In this study, we leverage a promising new centrally restricted diffusion pattern1 together with modern advances in deep learning to create a novel method for detecting treatment-related injury in the context of suspected recurrent glioblastoma. We report a 5-fold cross-validation average AUC ROC of 0.83 +/- 0.2 for the classification of lesions into two categories: those induced by treatment, and those that are true incidences of recurrent glioblastoma.

Introduction

It is estimated that 25% to 35% of patients with high-grade glioma experience treatment-associated injury that can mimic recurrence[2],[3], posing a significant diagnostic challenge for radiologists. It is critical to distinguish these phenomena in order to accurately assess patient response to therapy. The presence of centrally restricted diffusion in the necrotic region of potentially recurrent high-grade gliomas has recently shown promise in assessing the presence of treatment-associated injury[1]. The goal of this study was to assess whether exploitation of this pattern in combination with recent advances in artificial intelligence will provide faster classification and enhanced sensitivity and specificity compared with visual assessment of the presence of this phenomenon.

Methods

Subjects and Image Acquisition: 144 patients with suspected recurrent glioblastoma were scanned on a 3T scanner with an 8-channel head coil.

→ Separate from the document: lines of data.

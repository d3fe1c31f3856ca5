//! Event draining: dequeuing event TRBs, advancing ERDP with EHB cleared,
//! and decoding them into the three event kinds the driver cares about
//! (§4.8, §4.10, §4.11).

use crate::driver::xhci::registers::Registers;
use crate::driver::xhci::ring::EventRing;
use crate::driver::xhci::trb::{CompletionCode, Trb, TrbType};
use x86_64::PhysAddr;

#[derive(Debug, Copy, Clone)]
pub enum Event {
    CommandCompletion {
        command_trb: PhysAddr,
        completion_code: CompletionCode,
        slot_id: u8,
    },
    Transfer {
        trb: PhysAddr,
        completion_code: CompletionCode,
        residual_length: u32,
        endpoint_id: u8,
        slot_id: u8,
    },
    PortStatusChange {
        port_id: u8,
    },
    /// An event type this driver doesn't interpret; forwarded so callers can
    /// at least log it instead of silently dropping it.
    Unhandled(TrbType),
}

fn decode(trb: &Trb) -> Event {
    match trb.trb_type() {
        TrbType::CommandCompletionEvent => Event::CommandCompletion {
            command_trb: PhysAddr::new(trb.parameter),
            completion_code: CompletionCode::from(trb.completion_code()),
            slot_id: (trb.control >> 24) as u8,
        },
        TrbType::TransferEvent => Event::Transfer {
            trb: PhysAddr::new(trb.parameter),
            completion_code: CompletionCode::from(trb.completion_code()),
            residual_length: trb.status & 0x00ff_ffff,
            endpoint_id: ((trb.control >> 16) & 0x1f) as u8,
            slot_id: (trb.control >> 24) as u8,
        },
        TrbType::PortStatusChangeEvent => Event::PortStatusChange {
            port_id: (trb.parameter >> 24) as u8,
        },
        other => Event::Unhandled(other),
    }
}

/// Drains every event TRB the controller has produced since the last call.
/// Each dequeue is immediately followed by an ERDP write with EHB cleared
/// (§3's Event ring invariant: "otherwise the controller will not deliver
/// further events"), before the next one is attempted.
pub fn process_events(
    ring: &mut EventRing,
    registers: &Registers,
    interrupter: u16,
    mut on_event: impl FnMut(Event),
) {
    while let Some((trb, dequeue_addr)) = ring.dequeue() {
        on_event(decode(&trb));

        const EHB: u64 = 1 << 3;
        let erdp = dequeue_addr.as_u64() & !0xf;
        registers.interrupter(interrupter).erdp().write(erdp & !EHB);
    }
}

T2-weighted FLAIR (T2 FLAIR) and 3D T1-weighted IR-SPGR imaging before (T1) and after(T1C) the injection of a gadolinium-based contrast agent were acquired. Diffusion-tensor images (DTI) were obtained in the axial plane with either 6 directions and 4 excitations or ≥24 directions and 1 excitation [TR/TE = 1000/108 ms, voxel size = 1.7 × 1.7 × 3 mm, b=1000 or 2000 s/mm] and apparent diffusion coefficient (ADC) maps were generated using FMRIB’s Diffusion Toolkit[4].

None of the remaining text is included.